Married In The Morning. SUSAN MEIER
“Don’t?”
“Don’t. I don’t want you holding my hand.”
“Gina, you don’t have to worry,” Gerrick said soothingly. “I’m not going to do anything to embarrass you or even announce our wedding. You’re safe.”
“I don’t think so,” Gina said, her voice barely a whisper. “Now that the worst is over and now that I’ve had time to think things through, I know I won’t feel safe until we talk about our marriage.”
“Okay. So, let’s talk.”
Gina straightened her shoulders and sat taller in her chair as if she were about to have a business discussion, not a personal one. She drew a long breath then said, “I had too much to drink the night we got married and I don’t remember it. I don’t remember if we consummated the marriage.” Without so much as a blink, she steadily held his gaze. “I assume we did. But whatever happened, I don’t remember and as far as I’m concerned that makes it a mistake.”
“I disagree,” Gerrick said calmly, though inside he was reeling. She didn’t remember. That would explain her hesitation when she awakened, and why she had second thoughts. But it didn’t explain why she kissed him at the airport in Atlanta. Or the fact that she didn’t want out of the marriage Sunday afternoon. Sunday afternoon she wanted to be his wife as much as he wanted to be her husband. Otherwise she wouldn’t have let him come to her house, because she had to know the only reason for them to go to her father’s home together was to tell him they were married.
“Gina, this just happened at a bad time. I’m willing to give you weeks or months to adjust if need be, but I don’t think we made a mistake.” He paused, took her hand. “I love you, Gina.”
“You don’t love me,” Gina said, yanking her hand from his and shifting away from him, though she remained coolly detached. “We had a really great weekend but we do not love each other. Gerrick, I barely know you.”
“We worked together for six years. We’ve known each other twelve.”
She shook her head. “You don’t really know the people you work with.”
“Are you telling me you’re hiding some deep, dark secret?”
“I’m telling you we made a mistake and I don’t want to continue it. I want out.” She combed her fingers through her thick brown hair, then shook her head in disgust. “I’ve got problems enough with my dad and I don’t have the mental energy to argue with you. I don’t even have time to be as diplomatic as I probably should be. And you don’t, either. You’ve got a new job to go to.”

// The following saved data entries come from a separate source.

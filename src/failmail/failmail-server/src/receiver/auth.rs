/*
 * Failmail SMTP buffering relay
 * Copyright (C) 2022 the Failmail developers
 *
 * This program is free software: you can redistribute it and/or modify it under
 * the terms of the GNU General Public License as published by the Free Software
 * Foundation, either version 3 of the License, or any later version.
 *
 * This program is distributed in the hope that it will be useful, but WITHOUT
 * ANY WARRANTY; without even the implied warranty of MERCHANTABILITY or FITNESS
 * FOR A PARTICULAR PURPOSE.  See the GNU General Public License for more details.
 *
 * You should have received a copy of the GNU General Public License along with
 * this program. If not, see https://www.gnu.org/licenses/.
 *
*/
use failmail_config::Credentials;

/// Validates AUTH PLAIN responses against the single configured credential.
#[derive(Debug, Clone)]
pub struct SingleUserPlainAuth {
    username: String,
    password: String,
}

impl SingleUserPlainAuth {
    ///
    #[must_use]
    pub fn new(credentials: Credentials) -> Self {
        Self {
            username: credentials.username,
            password: credentials.password,
        }
    }

    /// Check a decoded PLAIN response (`authzid NUL authcid NUL password`,
    /// RFC 4616) against the configured credential. The authorization
    /// identity is ignored.
    ///
    /// # Errors
    ///
    /// * the response does not have three NUL-separated parts
    pub fn valid_credentials(&self, decoded: &str) -> anyhow::Result<bool> {
        let parts = decoded.split('\0').collect::<Vec<_>>();
        let [_authzid, authcid, password] = parts.as_slice() else {
            anyhow::bail!("AUTH response must have 3 fields, got {}", parts.len())
        };
        Ok(*authcid == self.username && *password == self.password)
    }
}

“That’s funny. Last week you were insisting only I
could stay behind to run the company in your father’s absence. Now you want me to leave?”
“You need to leave. You need to get on with the rest of your life and I need to get on with mine.”
“I see,” Gerrick said coolly and rose from his chair. Where had his wonderful Gina gone? Where was the sweet passionate woman who tormented him by fingering all the red and black lace bras in the hotel store? Where was the woman who made love with passion and abandon? Where was the woman who had asked him to marry her? “I guess I should head for home, then.”
She nodded.
“I’ll just say goodbye to your father.”
She nodded again. “I’ll be in in a minute.”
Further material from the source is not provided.